Impact of Financial Restatement on Stakeholders
The restatement of the company’s accounts incorporating the intended changes in the accounting policies may not have any effect on its members. The members would continue to pay the enrollment fees for the defined period and enjoy the benefits of continuing the membership at concessional rates once they complete the contracted period. The employees would get affected to the extent of the benefits payable to them which have a link to the profits of the company. For instance, if the employees are to receive bonuses or other incentives based on the net earnings of the company, the changed accounting policies may impact them adversely. The stockholders are the worst hit people by the change in the accounting procedures. Because of the changes, the profitability of the company has been adversely impacted for the year 2003 which ultimately had its effect on the share prices in the market (Exhibit 7). Since the company’s shares are publicly traded, the investors who had invested in the shares of the company at higher prices would stand to lose because of the decline in the share price due to lower profitability.
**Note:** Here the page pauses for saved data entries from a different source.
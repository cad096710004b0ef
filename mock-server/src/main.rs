use env_logger::Env;
use tokio::net::TcpListener;

#[tokio::main]
async fn main() -> Result<(), std::io::Error> {
    env_logger::Builder::from_env(Env::default().default_filter_or("info")).init();
    let port = std::env::var("PORT").unwrap_or_else(|_| "3000".to_string());
    let addr = format!("127.0.0.1:{port}");
    let listener = TcpListener::bind(&addr).await?;
    log::info!("listening on {addr}");
    mock_server::run(listener).await
}
//! Error type for every client operation.
//!
//! # Design
//! Four families share one enum: transport failures (the exchange did not
//! complete), remote failures (the server answered `-1`), parse failures
//! (the reply did not fit its shape), and local precondition failures that
//! are detected before any request is sent. The enum is `Clone` so the
//! outcome of an asynchronous submission can be read more than once.

use std::io;
use std::sync::Arc;

use crate::parser::ParseError;

#[derive(Debug, Clone, thiserror::Error)]
pub enum Error {
    /// The HTTP exchange failed: connection refused, reset, unreadable body.
    #[error("transport error: {0}")]
    Transport(String),

    /// Local I/O failed, e.g. the CAPTCHA file could not be read.
    #[error("I/O error: {0}")]
    Io(Arc<io::Error>),

    /// The service answered with a failure document.
    #[error("server error: {message}")]
    Remote {
        message: String,
        status: Option<String>,
    },

    #[error(transparent)]
    Parse(#[from] ParseError),

    #[error("no job to respond to")]
    NoActiveJob,

    #[error("no enqueued job found")]
    NoEnqueuedJob,

    #[error("max 1 enqueue connection limit reached")]
    EnqueueLimit,

    #[error("last submitted job has not completed yet")]
    JobInProgress,

    #[error("task has already been submitted")]
    TaskAlreadyStarted,

    #[error("task has not been submitted")]
    NotStarted,

    #[error("timed out waiting for the job to complete")]
    Timeout,

    #[error("submission worker exited without a result")]
    WorkerLost,

    #[error("invalid configuration: {0}")]
    Config(String),
}

impl Error {
    /// True for failures detected locally, before any request was sent.
    pub fn is_precondition(&self) -> bool {
        matches!(
            self,
            Error::NoActiveJob
                | Error::NoEnqueuedJob
                | Error::EnqueueLimit
                | Error::JobInProgress
                | Error::TaskAlreadyStarted
        )
    }

    /// The server's error status attribute, when this is a remote failure.
    pub fn remote_status(&self) -> Option<&str> {
        match self {
            Error::Remote { status, .. } => status.as_deref(),
            _ => None,
        }
    }
}

impl From<io::Error> for Error {
    fn from(err: io::Error) -> Self {
        Error::Io(Arc::new(err))
    }
}

pub type Result<T, E = Error> = std::result::Result<T, E>;
//! Client configuration: service location and credentials.
//!
//! A config can come from code, a JSON file, or the environment
//! (`CAPTCHATRADER_*` variables overlay whatever is already set).

use std::path::Path;

use serde::{Deserialize, Serialize};

use crate::error::{Error, Result};
use crate::request_type::DEFAULT_BASE_URL;

pub const ENV_BASE_URL: &str = "CAPTCHATRADER_BASE_URL";
pub const ENV_API_KEY: &str = "CAPTCHATRADER_API_KEY";
pub const ENV_USERNAME: &str = "CAPTCHATRADER_USERNAME";
pub const ENV_PASSWORD: &str = "CAPTCHATRADER_PASSWORD";

/// Account credentials. Absent values are simply not sent.
#[derive(Debug, Clone, Default, PartialEq, Eq, Serialize, Deserialize)]
pub struct Credentials {
    #[serde(default, skip_serializing_if = "Option::is_none")]
    pub api_key: Option<String>,
    #[serde(default, skip_serializing_if = "Option::is_none")]
    pub username: Option<String>,
    #[serde(default, skip_serializing_if = "Option::is_none")]
    pub password: Option<String>,
}

impl Credentials {
    pub fn new(api_key: Option<&str>, username: Option<&str>, password: Option<&str>) -> Self {
        Self {
            api_key: api_key.map(str::to_string),
            username: username.map(str::to_string),
            password: password.map(str::to_string),
        }
    }
}

#[derive(Debug, Clone, PartialEq, Eq, Serialize, Deserialize)]
#[serde(default)]
pub struct ClientConfig {
    pub base_url: String,
    pub credentials: Credentials,
}

impl Default for ClientConfig {
    fn default() -> Self {
        Self {
            base_url: DEFAULT_BASE_URL.to_string(),
            credentials: Credentials::default(),
        }
    }
}

impl ClientConfig {
    pub fn new(base_url: &str) -> Self {
        Self {
            base_url: base_url.trim_end_matches('/').to_string(),
            credentials: Credentials::default(),
        }
    }

    pub fn with_credentials(mut self, credentials: Credentials) -> Self {
        self.credentials = credentials;
        self
    }

    /// Load a config from a JSON file such as
    /// `{"base_url": "...", "credentials": {"username": "..."}}`.
    pub fn from_json_file(path: impl AsRef<Path>) -> Result<Self> {
        let path = path.as_ref();
        let raw = std::fs::read_to_string(path)?;
        let mut config: ClientConfig = serde_json::from_str(&raw)
            .map_err(|e| Error::Config(format!("{}: {e}", path.display())))?;
        config.base_url = config.base_url.trim_end_matches('/').to_string();
        Ok(config)
    }

    /// Defaults overlaid with the `CAPTCHATRADER_*` environment variables.
    pub fn from_env() -> Self {
        Self::default().overlay(|key| std::env::var(key).ok())
    }

    /// Overlay values from `lookup`, keyed by the `CAPTCHATRADER_*` names.
    /// Empty values are ignored.
    pub fn overlay<F>(mut self, lookup: F) -> Self
    where
        F: Fn(&str) -> Option<String>,
    {
        let get = |key: &str| lookup(key).filter(|value| !value.is_empty());
        if let Some(base_url) = get(ENV_BASE_URL) {
            self.base_url = base_url.trim_end_matches('/').to_string();
        }
        if let Some(api_key) = get(ENV_API_KEY) {
            self.credentials.api_key = Some(api_key);
        }
        if let Some(username) = get(ENV_USERNAME) {
            self.credentials.username = Some(username);
        }
        if let Some(password) = get(ENV_PASSWORD) {
            self.credentials.password = Some(password);
        }
        self
    }
}
//! Scripted transport shared by the unit tests.

use std::collections::VecDeque;
use std::sync::mpsc::{self, Receiver, Sender};
use std::sync::Mutex;

use crate::error::Error;
use crate::http::{HttpRequest, HttpResponse, Transport};

/// Replays queued replies in order and records every request it receives.
#[derive(Debug, Default)]
pub struct ScriptedTransport {
    replies: Mutex<VecDeque<Result<HttpResponse, Error>>>,
    requests: Mutex<Vec<HttpRequest>>,
    gate: Option<Mutex<Receiver<()>>>,
}

impl ScriptedTransport {
    pub fn new() -> Self {
        Self::default()
    }

    /// A transport that blocks each request until the sender is signalled.
    pub fn gated() -> (Self, Sender<()>) {
        let (tx, rx) = mpsc::channel();
        let transport = Self {
            gate: Some(Mutex::new(rx)),
            ..Self::default()
        };
        (transport, tx)
    }

    pub fn reply(self, status: u16, xml: &str) -> Self {
        self.replies.lock().unwrap().push_back(Ok(HttpResponse {
            status,
            headers: vec![("Content-Type".to_string(), "text/xml".to_string())],
            body: xml.as_bytes().to_vec(),
        }));
        self
    }

    pub fn ok(self, xml: &str) -> Self {
        self.reply(200, xml)
    }

    pub fn fail(self, message: &str) -> Self {
        self.replies
            .lock()
            .unwrap()
            .push_back(Err(Error::Transport(message.to_string())));
        self
    }

    pub fn requests(&self) -> Vec<HttpRequest> {
        self.requests.lock().unwrap().clone()
    }

    pub fn request_count(&self) -> usize {
        self.requests.lock().unwrap().len()
    }
}

impl Transport for ScriptedTransport {
    fn execute(&self, request: HttpRequest) -> Result<HttpResponse, Error> {
        if let Some(gate) = &self.gate {
            let _ = gate.lock().unwrap().recv();
        }
        self.requests.lock().unwrap().push(request);
        self.replies
            .lock()
            .unwrap()
            .pop_front()
            .unwrap_or_else(|| Err(Error::Transport("no scripted reply".to_string())))
    }
}

/// Value of the text form field `name` in a multipart request body.
pub fn form_field(request: &HttpRequest, name: &str) -> Option<String> {
    let body = String::from_utf8_lossy(request.body.as_deref()?).into_owned();
    let marker = format!("name=\"{name}\"\r\n\r\n");
    let start = body.find(&marker)? + marker.len();
    let end = body[start..].find("\r\n--")? + start;
    Some(body[start..end].to_string())
}
//! Verify the response parser against JSON test vectors in `test-vectors/`.
//!
//! Each case names the issuing operation, the raw XML reply, and either the
//! expected root and positional fields or the expected error kind.

use captchatrader::{parse_response, ParseError, RequestType, RootElement};

fn operation(name: &str) -> RequestType {
    RequestType::ALL
        .into_iter()
        .find(|t| t.name() == name)
        .unwrap_or_else(|| panic!("unknown operation: {name}"))
}

fn root(name: &str) -> RootElement {
    match name {
        "error" => RootElement::Error,
        "job" => RootElement::Job,
        "success" => RootElement::Success,
        "user" => RootElement::User,
        "queue" => RootElement::Queue,
        other => panic!("unknown root: {other}"),
    }
}

fn error_kind(err: &ParseError) -> &'static str {
    match err {
        ParseError::Malformed(_) => "malformed",
        ParseError::UnexpectedRoot(_) => "unexpected_root",
        ParseError::MissingAttribute { .. } => "missing_attribute",
        ParseError::MissingElement { .. } => "missing_element",
        ParseError::MissingField(_) => "missing_field",
        ParseError::NotAnInteger { .. } => "not_an_integer",
    }
}

#[test]
fn parser_test_vectors() {
    let raw = include_str!("../../test-vectors/parser.json");
    let vectors: serde_json::Value = serde_json::from_str(raw).unwrap();

    for case in vectors["cases"].as_array().unwrap() {
        let name = case["name"].as_str().unwrap();
        let kind = operation(case["operation"].as_str().unwrap());
        let xml = case["xml"].as_str().unwrap();
        let result = parse_response(xml.as_bytes(), kind.field_count());

        if let Some(expected_error) = case.get("expected_error") {
            let err = result.unwrap_err();
            assert_eq!(error_kind(&err), expected_error.as_str().unwrap(), "{name}: error kind");
            continue;
        }

        let parsed = result.unwrap_or_else(|e| panic!("{name}: {e}"));
        assert_eq!(parsed.root(), root(case["expected_root"].as_str().unwrap()), "{name}: root");

        let expected: Vec<Option<String>> = serde_json::from_value(case["expected_fields"].clone()).unwrap();
        assert_eq!(parsed.fields(), expected.as_slice(), "{name}: fields");
    }
}

#[test]
fn every_operation_accepts_an_error_document() {
    for kind in RequestType::ALL {
        let parsed = parse_response(br#"<error status="500">INTERNAL ERROR</error>"#, kind.field_count()).unwrap();
        assert!(parsed.is_failure(), "{kind}");
        assert_eq!(parsed.len(), 3, "{kind}");
        assert_eq!(parsed.get(1), Some("INTERNAL ERROR"), "{kind}");
    }
}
Aspects that make Bally vulnerable for a Takeover
Even though Bally could see a surge in the number of members and membership fees as at the end of the year 2003 and early 2004, the reduced profitability and the inability of the company to present the restated accounts for the year 2003 would have created a doubt in the minds of the investors. This negative feeling in the minds of the investors would have made the price of Bally’s shares go down further. This created an impression that the company is a financially weak one eligible as a potential candidate for takeover by strong competitors in the market. The changes in the accounting procedures have resulted in the company declaring a loss for the year 2003 (Exhibit 6) which made the investors shy away from investing in the shares of Bally. Apart from the reduced profitability for the year 2003, the company’s announcement that it was finding problems in the past accounting methods would create an impression that the company had continuously misrepresented its financial position by inflating profits. This is a vulnerability that would encourage the competitors to offer a possible takeover of Bally. The reduced share price would provide additional support to their claim for takeover.